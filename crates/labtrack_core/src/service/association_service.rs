//! Scientist/experiment association use-case service.
//!
//! # Responsibility
//! - Create and remove individual collaboration links.
//! - List a scientist's experiments (and the reverse) in link order.
//!
//! # Invariants
//! - Listing for an unknown scientist is `ScientistNotFound`, never an
//!   empty list.
//! - Removal targets one pair only; the scientist, the experiment and every
//!   other link stay untouched.

use crate::model::experiment::{Experiment, ExperimentId};
use crate::model::scientist::{Scientist, ScientistId};
use crate::model::scientist_experiment::ScientistExperiment;
use crate::repo::association_repo::AssociationRepository;
use crate::service::error::{ServiceError, ServiceResult};
use log::{info, warn};
use std::time::Instant;

/// Association service facade.
pub struct AssociationService<R: AssociationRepository> {
    repo: R,
}

impl<R: AssociationRepository> AssociationService<R> {
    /// Creates service from repository implementation.
    pub fn new(repo: R) -> Self {
        Self { repo }
    }

    /// Links one scientist to one experiment.
    pub fn link(
        &self,
        scientist_id: ScientistId,
        experiment_id: ExperimentId,
    ) -> ServiceResult<ScientistExperiment> {
        let link = ScientistExperiment::new(scientist_id, experiment_id);
        self.repo.create_association(&link)?;
        Ok(link)
    }

    /// Returns every experiment linked to the scientist, oldest link first.
    pub fn linked_experiments(&self, scientist_id: ScientistId) -> ServiceResult<Vec<Experiment>> {
        if !self.repo.scientist_exists(scientist_id)? {
            return Err(ServiceError::ScientistNotFound(scientist_id));
        }
        Ok(self.repo.list_experiments_for_scientist(scientist_id)?)
    }

    /// Returns every scientist linked to the experiment, oldest link first.
    pub fn linked_scientists(&self, experiment_id: ExperimentId) -> ServiceResult<Vec<Scientist>> {
        if !self.repo.experiment_exists(experiment_id)? {
            return Err(ServiceError::ExperimentNotFound(experiment_id));
        }
        Ok(self.repo.list_scientists_for_experiment(experiment_id)?)
    }

    /// Removes the link for one exact (scientist, experiment) pair.
    ///
    /// # Errors
    /// - `AssociationNotFound` when the pair is not linked, including a
    ///   repeated removal of the same pair.
    pub fn remove_association(
        &self,
        scientist_id: ScientistId,
        experiment_id: ExperimentId,
    ) -> ServiceResult<()> {
        let started_at = Instant::now();
        match self.repo.delete_association(scientist_id, experiment_id) {
            Ok(()) => {
                info!(
                    "event=association_remove module=service status=ok scientist_id={} experiment_id={} duration_ms={}",
                    scientist_id,
                    experiment_id,
                    started_at.elapsed().as_millis()
                );
                Ok(())
            }
            Err(err) => {
                warn!(
                    "event=association_remove module=service status=error scientist_id={} experiment_id={} duration_ms={} error={}",
                    scientist_id,
                    experiment_id,
                    started_at.elapsed().as_millis(),
                    err
                );
                Err(err.into())
            }
        }
    }
}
○ ○ ○ ○
* **EXERCISE DETAILS**
Where the string "event" turns up in a line of the data above, copy that whole line.

* **RESULT FOR THIS EXERCISE**
                    "event=association_remove module=service status=ok scientist_id={} experiment_id={} duration_ms={}",
                    "event=association_remove module=service status=error scientist_id={} experiment_id={} duration_ms={} error={}",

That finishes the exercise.